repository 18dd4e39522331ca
//! Liveness and readiness probes.

use axum::{Router, extract::State, http::StatusCode, routing::get};

use crate::state::AppState;

pub fn router() -> Router<AppState> {
    Router::new()
        .route("/health", get(health))
        .route("/health/ready", get(readiness))
}

/// Liveness health check endpoint.
///
/// Returns "ok" if the server is running. Does not check dependencies.
async fn health() -> &'static str {
    "ok"
}

/// Readiness health check endpoint.
///
/// Returns 503 Service Unavailable if the database is not reachable.
async fn readiness(State(state): State<AppState>) -> StatusCode {
    match state.store().ping().await {
        Ok(()) => StatusCode::OK,
        Err(e) => {
            tracing::warn!(error = %e, "Readiness check failed");
            StatusCode::SERVICE_UNAVAILABLE
        }
    }
}
//! Core types for Shopify Sync.
//!
//! This module provides type-safe wrappers for Shopify's external IDs and
//! the decimal handling used for text-encoded amounts.

pub mod id;
pub mod price;

pub use id::*;
pub use price::lenient_decimal;
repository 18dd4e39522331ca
//! Business logic services for the sync service.
//!
//! # Services
//!
//! - `sync` - Writes a decoded webhook payload to the store, parent first

pub mod sync;

pub use sync::{EntityKind, StoreWriteError, SyncSummary, sync_customer, sync_product};
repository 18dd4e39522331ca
//! CLI subcommand implementations.

pub mod migrate;
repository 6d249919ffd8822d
//! Core types for spark-relay.
//!
//! Small value types shared by the promise, bridge, reconcile and hub modules.

use std::fmt;

/// Values crossing the render-host boundary.
///
/// Hosts serialize script results as JSON, so every eventual value is a
/// `serde_json::Value`.
pub use serde_json::Value;

// =============================================================================
// Call identifiers
// =============================================================================

/// Serial id of one correlated call. Monotonically increasing per call layer.
#[derive(Debug, Clone, Copy, PartialEq, Eq, PartialOrd, Ord, Hash)]
pub struct CallId(pub u64);

impl fmt::Display for CallId {
    fn fmt(&self, f: &mut fmt::Formatter<'_>) -> fmt::Result {
        write!(f, "{}", self.0)
    }
}

// =============================================================================
// Result kinds
// =============================================================================

/// Kind tag the host attaches to a correlated result.
#[derive(Debug, Clone, PartialEq, Eq)]
pub enum ResultKind {
    Success,
    Error,
    /// Anything the correlation protocol does not define.
    Other(String),
}

impl ResultKind {
    pub fn parse(kind: &str) -> Self {
        match kind {
            "success" => Self::Success,
            "error" => Self::Error,
            other => Self::Other(other.to_string()),
        }
    }
}

// =============================================================================
// Event keys
// =============================================================================

/// Top-level event category.
///
/// `Display` carries lifecycle and render events (init, run, destroy, redraw,
/// heartbeat). `Model` carries widget/model events coming from the
/// application layer.
#[derive(Debug, Clone, Copy, PartialEq, Eq, Hash)]
pub enum EventType {
    Display,
    Model,
}

/// Subscription key that either names one value or matches every value.
#[derive(Debug, Clone, PartialEq, Eq, Hash)]
pub enum Match<T> {
    Exact(T),
    Any,
}

impl<T> Match<T> {
    pub fn is_any(&self) -> bool {
        matches!(self, Self::Any)
    }
}

impl From<&str> for Match<String> {
    fn from(value: &str) -> Self {
        Self::Exact(value.to_string())
    }
}

impl From<String> for Match<String> {
    fn from(value: String) -> Self {
        Self::Exact(value)
    }
}

/// Anything usable as a name or target pattern when subscribing.
pub trait IntoMatch {
    fn into_match(self) -> Match<String>;
}

impl IntoMatch for Match<String> {
    fn into_match(self) -> Match<String> {
        self
    }
}

impl IntoMatch for &str {
    fn into_match(self) -> Match<String> {
        self.into()
    }
}

impl IntoMatch for String {
    fn into_match(self) -> Match<String> {
        self.into()
    }
}

/// Recurring display events that carry "every" and "next-once" handler sets.
#[derive(Debug, Clone, Copy, PartialEq, Eq, Hash)]
pub enum Recurring {
    Heartbeat,
    Redraw,
}

impl Recurring {
    /// Event name the recurring event is dispatched under.
    pub fn event_name(self) -> &'static str {
        match self {
            Self::Heartbeat => "heartbeat",
            Self::Redraw => "redraw",
        }
    }
}

/// Lifecycle event names dispatched by the session.
pub mod lifecycle {
    pub const INIT: &str = "init";
    pub const RUN: &str = "run";
    pub const DESTROY: &str = "destroy";
}

#[cfg(test)]
mod tests {
    use super::*;

    #[test]
    fn test_result_kind_parse() {
        assert_eq!(ResultKind::parse("success"), ResultKind::Success);
        assert_eq!(ResultKind::parse("error"), ResultKind::Error);
        assert_eq!(
            ResultKind::parse("weird"),
            ResultKind::Other("weird".to_string())
        );
    }

    #[test]
    fn test_match_from_str() {
        let m: Match<String> = "click".into();
        assert_eq!(m, Match::Exact("click".to_string()));
        assert!(!m.is_any());
        assert!(Match::<String>::Any.is_any());
        assert_eq!("btn".into_match(), Match::Exact("btn".to_string()));
    }
}
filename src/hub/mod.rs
//! Hub Module - Event routing between the model layer and the render layer
//!
//! - **Registry** - `EventHub`: four-tier wildcard dispatch, every/next-once
//!   recurring events, removable subscriptions

mod registry;

pub use registry::{EventHub, Handler, Subscription};
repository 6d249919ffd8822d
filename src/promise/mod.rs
//! Promise Module - Dependency-gated eventual values
//!
//! - **Eventual** - The `Promise` state machine, handlers, executors, adoption
//! - **Wait** - `IntoFuture` adapter for awaiting a promise from a task

mod eventual;
mod wait;

pub use eventual::{Executor, Promise, PromiseState, Scheduler};
pub use wait::Settled;
//! # spark-relay
//!
//! Promise-driven coordination core for GUI toolkits rendered by an embedded,
//! single-threaded web engine.
//!
//! The engine can only be driven with fire-and-forget script injection, and
//! results come back later through an out-of-band callback. spark-relay puts
//! an ordered, timeout-guarded, at-most-one-batch-in-flight layer on top.
//!
//! ## Architecture
//!
//! ```text
//! model mutation → EventHub → Reconciler (batch) → CallLayer (id + deadlines)
//!        ↑                                                ↓ eval
//!   heartbeat ← RenderHost ← correlated result callback ←─┘
//! ```
//!
//! Everything is single-threaded: handles are `Rc`-shared and waiting on a
//! [`Promise`] means registering a handler (or `.await`ing it from a local
//! executor).
//!
//! ## Modules
//!
//! - [`promise`] - Dependency-gated eventual values
//! - [`bridge`] - Render host contract and the correlated call layer
//! - [`reconcile`] - Change batching and element handles
//! - [`hub`] - Publish/subscribe event routing
//! - [`session`] - Wiring and lifecycle for one application run

pub mod bridge;
pub mod config;
pub mod error;
pub mod hub;
pub mod promise;
pub mod reconcile;
pub mod session;
pub mod types;

// Re-export commonly used items
pub use types::*;

pub use bridge::{CallEntry, CallLayer, Deadline, HostCallback, MemoryHost, RenderHost};
pub use config::RelayConfig;
pub use error::{HostError, Rejection, RelayError, Result};
pub use hub::{EventHub, Handler, Subscription};
pub use promise::{Promise, PromiseState, Settled};
pub use reconcile::{ElementHandle, Reconciler};
pub use session::{Phase, Session};
//! Change Reconciler - Batched, at-most-one-in-flight redraws
//!
//! Widgets request small DOM changes far more often than the render host can
//! safely absorb them. The reconciler queues change fragments and sends them
//! as one batch per round trip:
//!
//! - at most one batch in flight (`pending_batch`)
//! - at most one batch promised for changes that arrived meanwhile
//!   (`waiting_batch`), shared by every caller
//! - a full replace drops every queued partial change; a batch already sent
//!   cannot be recalled and is left alone
//!
//! # Example
//!
//! ```ignore
//! let reconciler = Reconciler::new(calls.clone(), hub.clone());
//!
//! reconciler.request_replace("<p>Hello</p>");
//! let done = reconciler.request_change("document.title='Hi'");
//! done.on_fulfilled(|_| println!("visible"));
//!
//! reconciler.promise_fully_updated().on_fulfilled(|_| println!("settled"));
//! ```

use std::cell::RefCell;
use std::rc::{Rc, Weak};

use spark_signals::{signal, Signal};
use tracing::{debug, error, trace};

use crate::bridge::{script, CallLayer};
use crate::error::Rejection;
use crate::hub::EventHub;
use crate::promise::Promise;
use crate::types::{CallId, Recurring, Value};

// =============================================================================
// STATE
// =============================================================================

#[derive(Default)]
struct BatchState {
    waiting_changes: Vec<String>,
    pending_batch: Option<Promise>,
    waiting_batch: Option<Promise>,
    fully_updated: Option<Promise>,
    first_draw: bool,
    /// Last batch failure; cleared by the next explicit request.
    stalled: Option<Rejection>,
}

impl BatchState {
    fn is_settled(&self) -> bool {
        self.waiting_changes.is_empty()
            && self.pending_batch.is_none()
            && self.waiting_batch.is_none()
            && self.stalled.is_none()
    }

    fn is_idle(&self) -> bool {
        self.waiting_changes.is_empty() && self.pending_batch.is_none() && self.waiting_batch.is_none()
    }
}

struct Inner {
    state: RefCell<BatchState>,
    calls: CallLayer,
    hub: EventHub,
    settled: Signal<bool>,
}

/// Change reconciler. Cloning shares the same batch state.
#[derive(Clone)]
pub struct Reconciler {
    inner: Rc<Inner>,
}

impl Reconciler {
    pub fn new(calls: CallLayer, hub: EventHub) -> Self {
        Self {
            inner: Rc::new(Inner {
                state: RefCell::new(BatchState::default()),
                calls,
                hub,
                settled: signal(true),
            }),
        }
    }

    // =========================================================================
    // REQUESTS
    // =========================================================================

    /// Queue a change fragment. Returns a promise fulfilled once the batch
    /// carrying it has been applied.
    ///
    /// Ignored until the first full replace: there is nothing to change yet.
    pub fn request_change(&self, fragment: impl Into<String>) -> Promise {
        let fragment = fragment.into();
        {
            let mut state = self.inner.state.borrow_mut();
            if !state.first_draw {
                trace!(fragment = %fragment, "change before first draw ignored");
                return Promise::fulfilled(Value::Null);
            }
            state.waiting_changes.push(fragment);
            state.stalled = None;
        }
        self.inner.settled.set(false);
        self.promise_redraw()
    }

    /// Replace the whole root element, dropping queued partial changes.
    pub fn request_replace(&self, html: &str) -> Promise {
        let fragment = script::replace_root(&self.inner.calls.config().root_element_id, html);
        {
            let mut state = self.inner.state.borrow_mut();
            if !state.waiting_changes.is_empty() {
                debug!(
                    superseded = state.waiting_changes.len(),
                    "full replace supersedes queued changes"
                );
            }
            state.waiting_changes = vec![fragment];
            state.first_draw = true;
            state.stalled = None;
        }
        self.inner.settled.set(false);
        self.promise_redraw()
    }

    /// Promise for the batch that will carry the currently queued changes.
    pub fn promise_redraw(&self) -> Promise {
        let body = {
            let mut state = self.inner.state.borrow_mut();

            if state.is_idle() {
                return Promise::fulfilled(Value::Null);
            }
            if let Some(waiting) = &state.waiting_batch {
                return waiting.clone();
            }
            if state.waiting_changes.is_empty() {
                if let Some(pending) = &state.pending_batch {
                    return pending.clone();
                }
                return Promise::fulfilled(Value::Null);
            }
            if state.pending_batch.is_some() {
                let waiting = Promise::pending();
                state.waiting_batch = Some(waiting.clone());
                return waiting;
            }

            let body = script::join_fragments(&state.waiting_changes);
            state.waiting_changes.clear();
            state.stalled = None;
            body
        };
        self.submit_batch(body)
    }

    /// Promise fulfilled once nothing is queued, waiting or in flight.
    /// Callers asking while unsettled share one promise.
    pub fn promise_fully_updated(&self) -> Promise {
        let mut state = self.inner.state.borrow_mut();
        if state.is_settled() {
            return Promise::fulfilled(Value::Null);
        }
        state
            .fully_updated
            .get_or_insert_with(Promise::pending)
            .clone()
    }

    /// Heartbeat check: fulfill a requested fully-updated promise if the
    /// reconciler has settled without a batch completion noticing.
    pub fn on_heartbeat(&self) {
        self.check_settled();
    }

    // =========================================================================
    // QUERIES
    // =========================================================================

    pub fn is_fully_updated(&self) -> bool {
        self.inner.state.borrow().is_settled()
    }

    /// Reactive mirror of `is_fully_updated`.
    pub fn settled_signal(&self) -> Signal<bool> {
        self.inner.settled.clone()
    }

    pub fn has_drawn(&self) -> bool {
        self.inner.state.borrow().first_draw
    }

    pub fn waiting_changes(&self) -> Vec<String> {
        self.inner.state.borrow().waiting_changes.clone()
    }

    pub fn pending_batch(&self) -> Option<Promise> {
        self.inner.state.borrow().pending_batch.clone()
    }

    pub fn waiting_batch(&self) -> Option<Promise> {
        self.inner.state.borrow().waiting_batch.clone()
    }

    /// Failure of the last batch, until the next request.
    pub fn last_failure(&self) -> Option<Rejection> {
        self.inner.state.borrow().stalled.clone()
    }

    // =========================================================================
    // BATCH LIFECYCLE
    // =========================================================================

    fn submit_batch(&self, body: String) -> Promise {
        let id = self.inner.calls.next_id();
        debug!(id = %id, code = %body, "redraw batch submitted");
        let batch = self.inner.calls.submit(body.clone(), None, Vec::new());

        self.inner.state.borrow_mut().pending_batch = Some(batch.clone());
        self.inner.settled.set(false);

        let weak = Rc::downgrade(&self.inner);
        let done = batch.clone();
        batch.on_fulfilled(move |_| {
            if let Some(reconciler) = upgrade(&weak) {
                reconciler.batch_fulfilled(&done);
            }
        });

        let weak = Rc::downgrade(&self.inner);
        let failed = batch.clone();
        batch.on_rejected(move |reason| {
            if let Some(reconciler) = upgrade(&weak) {
                reconciler.batch_rejected(&failed, id, &body, reason);
            }
        });

        batch
    }

    fn batch_fulfilled(&self, batch: &Promise) {
        self.inner.hub.dispatch_recurring(Recurring::Redraw, &[]);

        let waiting = {
            let mut state = self.inner.state.borrow_mut();
            if state.pending_batch.as_ref().is_some_and(|p| p.ptr_eq(batch)) {
                state.pending_batch = None;
            }
            state.waiting_batch.take()
        };

        match waiting {
            Some(waiting) => {
                let next = self.promise_redraw();
                waiting.adopt(&next);
            }
            None => self.check_settled(),
        }
    }

    fn batch_rejected(&self, batch: &Promise, id: CallId, body: &str, reason: &Rejection) {
        error!(
            id = %id,
            code = %body,
            classification = reason.classification(),
            error = %reason,
            "redraw batch rejected"
        );

        let (waiting, fully_updated) = {
            let mut state = self.inner.state.borrow_mut();
            if state.pending_batch.as_ref().is_some_and(|p| p.ptr_eq(batch)) {
                state.pending_batch = None;
            }
            state.stalled = Some(reason.clone());
            (state.waiting_batch.take(), state.fully_updated.take())
        };

        if let Some(waiting) = waiting {
            waiting.reject(reason.clone());
        }
        if let Some(fully_updated) = fully_updated {
            error!(
                id = %id,
                classification = reason.classification(),
                "fully-updated promise rejected"
            );
            fully_updated.reject(reason.clone());
        }
    }

    fn check_settled(&self) {
        let fully_updated = {
            let mut state = self.inner.state.borrow_mut();
            if !state.is_settled() {
                return;
            }
            state.fully_updated.take()
        };
        self.inner.settled.set(true);
        if let Some(promise) = fully_updated {
            debug!("fully updated");
            promise.fulfill(Value::Null);
        }
    }
}

fn upgrade(weak: &Weak<Inner>) -> Option<Reconciler> {
    weak.upgrade().map(|inner| Reconciler { inner })
}

// =============================================================================
// TESTS
// =============================================================================
//! Host-side script builders.
//!
//! Every string literal is embedded as a JSON string, which is also a valid
//! JavaScript string literal.

use std::time::Duration;

use crate::types::{CallId, Value};

/// Quote `text` as a JavaScript string literal.
pub fn js_string(text: &str) -> String {
    Value::String(text.to_string()).to_string()
}

/// Wrap `code` so the host reports its outcome through `binding` as
/// `("success", id, value)` or `("error", id, message)`.
pub fn wrap_correlated(code: &str, id: CallId, binding: &str) -> String {
    format!(
        "(function(){{try{{var r=eval({code});{binding}(\"success\",{id},r===undefined?null:r);}}\
         catch(e){{{binding}(\"error\",{id},String(e));}}}})();",
        code = js_string(code),
    )
}

/// Init code calling `binding` every `interval`.
pub fn periodic(binding: &str, interval: Duration) -> String {
    format!(
        "setInterval(function(){{{binding}();}},{});",
        interval.as_millis().max(1)
    )
}

/// Fragment replacing everything under the root element.
pub fn replace_root(root_id: &str, html: &str) -> String {
    format!(
        "document.getElementById({}).innerHTML={};true",
        js_string(root_id),
        js_string(html)
    )
}

/// Join queued fragments into one batch body.
pub fn join_fragments(fragments: &[String]) -> String {
    fragments.join(";")
}

#[cfg(test)]
mod tests {
    use super::*;

    #[test]
    fn test_js_string_escapes() {
        assert_eq!(js_string("a\"b"), r#""a\"b""#);
        assert_eq!(js_string("line\nbreak"), r#""line\nbreak""#);
    }

    #[test]
    fn test_wrap_correlated() {
        let wrapped = wrap_correlated("1+1", CallId(4), "cb");
        assert!(wrapped.contains(r#"eval("1+1")"#));
        assert!(wrapped.contains(r#"cb("success",4,"#));
        assert!(wrapped.contains(r#"cb("error",4,String(e))"#));
    }

    #[test]
    fn test_periodic() {
        assert_eq!(
            periodic("beat", Duration::from_millis(100)),
            "setInterval(function(){beat();},100);"
        );
    }

    #[test]
    fn test_replace_root() {
        assert_eq!(
            replace_root("root", "<p>A</p>"),
            r#"document.getElementById("root").innerHTML="<p>A</p>";true"#
        );
    }

    #[test]
    fn test_join() {
        let fragments = vec!["f1()".to_string(), "f2()".to_string()];
        assert_eq!(join_fragments(&fragments), "f1();f2()");
    }
}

_DIRECTIONS_
The lines from the first of the entries through the line holding "is not reachable." are to be restated word for word, and no others.

_RESPONSE_
repository 18dd4e39522331ca
//! Liveness and readiness probes.

use axum::{Router, extract::State, http::StatusCode, routing::get};

use crate::state::AppState;

pub fn router() -> Router<AppState> {
    Router::new()
        .route("/health", get(health))
        .route("/health/ready", get(readiness))
}

/// Liveness health check endpoint.
///
/// Returns "ok" if the server is running. Does not check dependencies.
async fn health() -> &'static str {
    "ok"
}

/// Readiness health check endpoint.
///
/// Returns 503 Service Unavailable if the database is not reachable.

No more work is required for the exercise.